• **TASK DESCRIPTION**: Among the lines of the records below, copy those that hold the word "String".

··· SUPPLIED DATA ···

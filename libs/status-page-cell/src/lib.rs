pub mod handlers;
pub mod models;
pub mod router;
pub mod services;

pub use models::{validate_incident, validate_new_page, validate_save, Slug};
pub use services::StatusPageService;
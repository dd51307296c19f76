pub mod auth;
pub mod error;
pub mod validation;

pub use error::AppError;
pub use validation::{FieldError, FieldReader, NormalizedConfig, ValidationError};
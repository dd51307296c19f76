use serde::Serialize;
use serde_json::Value;

use shared_models::validation::{as_object, FieldReader};
use shared_models::{NormalizedConfig, ValidationError};

/// Banner colours an incident can be shown in.
pub const INCIDENT_STYLES: &[&str] = &["info", "warning", "danger", "primary", "light", "dark"];

/// The incident pinned to the top of a status page.
#[derive(Debug, Clone, PartialEq, Serialize)]
pub struct Incident {
    pub title: String,
    pub content: String,
    pub style: String,
}

pub fn validate_incident(payload: &Value) -> Result<NormalizedConfig, ValidationError> {
    let raw = as_object(payload)?;
    let mut r = FieldReader::new(raw, false);
    let incident = Incident {
        title: r.required_str("title"),
        content: r.required_str("content"),
        style: r.one_of("style", "primary", INCIDENT_STYLES),
    };
    r.finish()?;

    match serde_json::to_value(&incident) {
        Ok(Value::Object(map)) => Ok(NormalizedConfig::new(map)),
        _ => Err(ValidationError::single("body", "could not be normalized")),
    }
}

#[cfg(test)]
mod tests {
    use super::*;
    use serde_json::json;

    #[test]
    fn test_style_defaults_to_primary() {
        let incident = validate_incident(&json!({ "title": "Outage", "content": "Investigating" })).unwrap();
        assert_eq!(incident.get("style"), Some(&json!("primary")));
    }

    #[test]
    fn test_unknown_style_rejected() {
        let err = validate_incident(&json!({ "title": "Outage", "content": "x", "style": "red" })).unwrap_err();
        assert_eq!(err.fields(), vec!["style"]);
    }
}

···

• **RESULT BELOW**:
    pub title: String,
    pub content: String,
    pub style: String,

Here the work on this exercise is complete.